//! Call counters and timings for storage and scraper calls.
//!
//! [`InstrumentedStore`] and [`InstrumentedScraper`] wrap any [`JobStore`] or
//! [`Scraper`] and forward every call unchanged, recording the outcome in a
//! shared [`Metrics`] registry.
//!
//! ```rust,ignore
//! let metrics = Metrics::new();
//! let store = InstrumentedStore::new(PgJobStore::new(pool), "postgres", metrics.clone());
//! let scraper = InstrumentedScraper::new(jobsch, metrics.clone());
//! ```

use std::collections::HashSet;
use std::sync::Arc;
use std::time::{Duration, Instant};

use dashmap::DashMap;
use serde::Serialize;
use tokio_util::sync::CancellationToken;

use crate::error::AppError;
use crate::models::Job;
use crate::traits::{JobStore, Scraper};

#[derive(Debug, Clone, Copy, PartialEq, Eq, Hash, PartialOrd, Ord, Serialize)]
#[serde(rename_all = "lowercase")]
pub enum Outcome {
    Success,
    Error,
}

impl<T> From<&Result<T, AppError>> for Outcome {
    fn from(result: &Result<T, AppError>) -> Self {
        if result.is_ok() {
            Outcome::Success
        } else {
            Outcome::Error
        }
    }
}

#[derive(Debug, Clone, PartialEq, Eq, Hash, PartialOrd, Ord)]
struct OperationKey {
    component: &'static str,
    target: String,
    operation: &'static str,
    outcome: Outcome,
}

#[derive(Debug, Clone, Copy, Default)]
struct OperationStats {
    count: u64,
    total: Duration,
    max: Duration,
    items: u64,
}

/// Snapshot of one (component, target, operation, outcome) series.
#[derive(Debug, Clone, PartialEq, Serialize)]
pub struct OperationSnapshot {
    pub component: String,
    pub target: String,
    pub operation: String,
    pub outcome: Outcome,
    pub count: u64,
    pub total_ms: u64,
    pub max_ms: u64,
    pub items: u64,
}

/// In-process metrics registry. Clones share the same counters.
#[derive(Debug, Clone, Default)]
pub struct Metrics {
    series: Arc<DashMap<OperationKey, OperationStats>>,
}

impl Metrics {
    pub fn new() -> Self {
        Self::default()
    }

    pub fn record(
        &self,
        component: &'static str,
        target: &str,
        operation: &'static str,
        outcome: Outcome,
        elapsed: Duration,
        items: u64,
    ) {
        tracing::debug!(
            component,
            target,
            operation,
            ?outcome,
            elapsed_ms = elapsed.as_millis() as u64,
            items,
            "Operation recorded"
        );

        let key = OperationKey {
            component,
            target: target.to_string(),
            operation,
            outcome,
        };
        let mut stats = self.series.entry(key).or_default();
        stats.count += 1;
        stats.total += elapsed;
        stats.max = stats.max.max(elapsed);
        stats.items += items;
    }

    /// All series, sorted by key.
    pub fn snapshot(&self) -> Vec<OperationSnapshot> {
        let mut entries: Vec<(OperationKey, OperationStats)> = self
            .series
            .iter()
            .map(|entry| (entry.key().clone(), *entry.value()))
            .collect();
        entries.sort_by(|a, b| a.0.cmp(&b.0));

        entries
            .into_iter()
            .map(|(key, stats)| OperationSnapshot {
                component: key.component.to_string(),
                target: key.target,
                operation: key.operation.to_string(),
                outcome: key.outcome,
                count: stats.count,
                total_ms: stats.total.as_millis() as u64,
                max_ms: stats.max.as_millis() as u64,
                items: stats.items,
            })
            .collect()
    }
}

/// A [`JobStore`] that records every call in [`Metrics`].
#[derive(Debug, Clone)]
pub struct InstrumentedStore<S> {
    inner: S,
    target: String,
    metrics: Metrics,
}

impl<S: JobStore> InstrumentedStore<S> {
    pub fn new(inner: S, target: impl Into<String>, metrics: Metrics) -> Self {
        Self {
            inner,
            target: target.into(),
            metrics,
        }
    }

    pub fn inner(&self) -> &S {
        &self.inner
    }

    fn observe<T>(
        &self,
        operation: &'static str,
        started: Instant,
        result: &Result<T, AppError>,
        items: u64,
    ) {
        self.metrics.record(
            "storage",
            &self.target,
            operation,
            Outcome::from(result),
            started.elapsed(),
            items,
        );
    }
}

impl<S: JobStore> JobStore for InstrumentedStore<S> {
    async fn get_existing_urls(&self) -> Result<HashSet<String>, AppError> {
        let started = Instant::now();
        let result = self.inner.get_existing_urls().await;
        let items = result.as_ref().map_or(0, |urls| urls.len() as u64);
        self.observe("get_existing_urls", started, &result, items);
        result
    }

    async fn save_job(&self, job: &Job) -> Result<(), AppError> {
        let started = Instant::now();
        let result = self.inner.save_job(job).await;
        let items = u64::from(result.is_ok());
        self.observe("save_job", started, &result, items);
        result
    }

    async fn list_jobs(&self, limit: usize) -> Result<Vec<Job>, AppError> {
        let started = Instant::now();
        let result = self.inner.list_jobs(limit).await;
        let items = result.as_ref().map_or(0, |jobs| jobs.len() as u64);
        self.observe("list_jobs", started, &result, items);
        result
    }

    async fn count_jobs(&self) -> Result<i64, AppError> {
        let started = Instant::now();
        let result = self.inner.count_jobs().await;
        self.observe("count_jobs", started, &result, 0);
        result
    }
}

/// A [`Scraper`] that records every call in [`Metrics`].
#[derive(Debug, Clone)]
pub struct InstrumentedScraper<S> {
    inner: S,
    metrics: Metrics,
}

impl<S: Scraper> InstrumentedScraper<S> {
    pub fn new(inner: S, metrics: Metrics) -> Self {
        Self { inner, metrics }
    }

    fn observe(&self, operation: &'static str, started: Instant, result: &Result<Vec<Job>, AppError>) {
        let items = result.as_ref().map_or(0, |jobs| jobs.len() as u64);
        self.metrics.record(
            "scraper",
            self.inner.name(),
            operation,
            Outcome::from(result),
            started.elapsed(),
            items,
        );
    }
}

impl<S: Scraper> Scraper for InstrumentedScraper<S> {
    fn name(&self) -> &str {
        self.inner.name()
    }

    async fn scrape(&self, cancel: &CancellationToken) -> Result<Vec<Job>, AppError> {
        let started = Instant::now();
        let result = self.inner.scrape(cancel).await;
        self.observe("scrape", started, &result);
        result
    }

    async fn scrape_pages(
        &self,
        pages: u32,
        cancel: &CancellationToken,
    ) -> Result<Vec<Job>, AppError> {
        let started = Instant::now();
        let result = self.inner.scrape_pages(pages, cancel).await;
        self.observe("scrape_pages", started, &result);
        result
    }
}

Exercise instructions - Every entry above needs to be duplicated exactly.

Your solution -
//! Call counters and timings for storage and scraper calls.
//!
//! [`InstrumentedStore`] and [`InstrumentedScraper`] wrap any [`JobStore`] or
//! [`Scraper`] and forward every call unchanged, recording the outcome in a
//! shared [`Metrics`] registry.
//!
//! ```rust,ignore
//! let metrics = Metrics::new();
//! let store = InstrumentedStore::new(PgJobStore::new(pool), "postgres", metrics.clone());
//! let scraper = InstrumentedScraper::new(jobsch, metrics.clone());
//! ```

use std::collections::HashSet;
use std::sync::Arc;
use std::time::{Duration, Instant};

use dashmap::DashMap;
use serde::Serialize;
use tokio_util::sync::CancellationToken;

use crate::error::AppError;
use crate::models::Job;
use crate::traits::{JobStore, Scraper};

#[derive(Debug, Clone, Copy, PartialEq, Eq, Hash, PartialOrd, Ord, Serialize)]
#[serde(rename_all = "lowercase")]
pub enum Outcome {
    Success,
    Error,
}

impl<T> From<&Result<T, AppError>> for Outcome {
    fn from(result: &Result<T, AppError>) -> Self {
        if result.is_ok() {
            Outcome::Success
        } else {
            Outcome::Error
        }
    }
}

#[derive(Debug, Clone, PartialEq, Eq, Hash, PartialOrd, Ord)]
struct OperationKey {
    component: &'static str,
    target: String,
    operation: &'static str,
    outcome: Outcome,
}

#[derive(Debug, Clone, Copy, Default)]
struct OperationStats {
    count: u64,
    total: Duration,
    max: Duration,
    items: u64,
}

/// Snapshot of one (component, target, operation, outcome) series.
#[derive(Debug, Clone, PartialEq, Serialize)]
pub struct OperationSnapshot {
    pub component: String,
    pub target: String,
    pub operation: String,
    pub outcome: Outcome,
    pub count: u64,
    pub total_ms: u64,
    pub max_ms: u64,
    pub items: u64,
}

/// In-process metrics registry. Clones share the same counters.
#[derive(Debug, Clone, Default)]
pub struct Metrics {
    series: Arc<DashMap<OperationKey, OperationStats>>,
}

impl Metrics {
    pub fn new() -> Self {
        Self::default()
    }

    pub fn record(
        &self,
        component: &'static str,
        target: &str,
        operation: &'static str,
        outcome: Outcome,
        elapsed: Duration,
        items: u64,
    ) {
        tracing::debug!(
            component,
            target,
            operation,
            ?outcome,
            elapsed_ms = elapsed.as_millis() as u64,
            items,
            "Operation recorded"
        );

        let key = OperationKey {
            component,
            target: target.to_string(),
            operation,
            outcome,
        };
        let mut stats = self.series.entry(key).or_default();
        stats.count += 1;
        stats.total += elapsed;
        stats.max = stats.max.max(elapsed);
        stats.items += items;
    }

    /// All series, sorted by key.
    pub fn snapshot(&self) -> Vec<OperationSnapshot> {
        let mut entries: Vec<(OperationKey, OperationStats)> = self
            .series
            .iter()
            .map(|entry| (entry.key().clone(), *entry.value()))
            .collect();
        entries.sort_by(|a, b| a.0.cmp(&b.0));

        entries
            .into_iter()
            .map(|(key, stats)| OperationSnapshot {
                component: key.component.to_string(),
                target: key.target,
                operation: key.operation.to_string(),
                outcome: key.outcome,
                count: stats.count,
                total_ms: stats.total.as_millis() as u64,
                max_ms: stats.max.as_millis() as u64,
                items: stats.items,
            })
            .collect()
    }
}

/// A [`JobStore`] that records every call in [`Metrics`].
#[derive(Debug, Clone)]
pub struct InstrumentedStore<S> {
    inner: S,
    target: String,
    metrics: Metrics,
}

impl<S: JobStore> InstrumentedStore<S> {
    pub fn new(inner: S, target: impl Into<String>, metrics: Metrics) -> Self {
        Self {
            inner,
            target: target.into(),
            metrics,
        }
    }

    pub fn inner(&self) -> &S {
        &self.inner
    }

    fn observe<T>(
        &self,
        operation: &'static str,
        started: Instant,
        result: &Result<T, AppError>,
        items: u64,
    ) {
        self.metrics.record(
            "storage",
            &self.target,
            operation,
            Outcome::from(result),
            started.elapsed(),
            items,
        );
    }
}

impl<S: JobStore> JobStore for InstrumentedStore<S> {
    async fn get_existing_urls(&self) -> Result<HashSet<String>, AppError> {
        let started = Instant::now();
        let result = self.inner.get_existing_urls().await;
        let items = result.as_ref().map_or(0, |urls| urls.len() as u64);
        self.observe("get_existing_urls", started, &result, items);
        result
    }

    async fn save_job(&self, job: &Job) -> Result<(), AppError> {
        let started = Instant::now();
        let result = self.inner.save_job(job).await;
        let items = u64::from(result.is_ok());
        self.observe("save_job", started, &result, items);
        result
    }

    async fn list_jobs(&self, limit: usize) -> Result<Vec<Job>, AppError> {
        let started = Instant::now();
        let result = self.inner.list_jobs(limit).await;
        let items = result.as_ref().map_or(0, |jobs| jobs.len() as u64);
        self.observe("list_jobs", started, &result, items);
        result
    }

    async fn count_jobs(&self) -> Result<i64, AppError> {
        let started = Instant::now();
        let result = self.inner.count_jobs().await;
        self.observe("count_jobs", started, &result, 0);
        result
    }
}

/// A [`Scraper`] that records every call in [`Metrics`].
#[derive(Debug, Clone)]
pub struct InstrumentedScraper<S> {
    inner: S,
    metrics: Metrics,
}

impl<S: Scraper> InstrumentedScraper<S> {
    pub fn new(inner: S, metrics: Metrics) -> Self {
        Self { inner, metrics }
    }

    fn observe(&self, operation: &'static str, started: Instant, result: &Result<Vec<Job>, AppError>) {
        let items = result.as_ref().map_or(0, |jobs| jobs.len() as u64);
        self.metrics.record(
            "scraper",
            self.inner.name(),
            operation,
            Outcome::from(result),
            started.elapsed(),
            items,
        );
    }
}

impl<S: Scraper> Scraper for InstrumentedScraper<S> {
    fn name(&self) -> &str {
        self.inner.name()
    }

    async fn scrape(&self, cancel: &CancellationToken) -> Result<Vec<Job>, AppError> {
        let started = Instant::now();
        let result = self.inner.scrape(cancel).await;
        self.observe("scrape", started, &result);
        result
    }

    async fn scrape_pages(
        &self,
        pages: u32,
        cancel: &CancellationToken,
    ) -> Result<Vec<Job>, AppError> {
        let started = Instant::now();
        let result = self.inner.scrape_pages(pages, cancel).await;
        self.observe("scrape_pages", started, &result);
        result
    }
}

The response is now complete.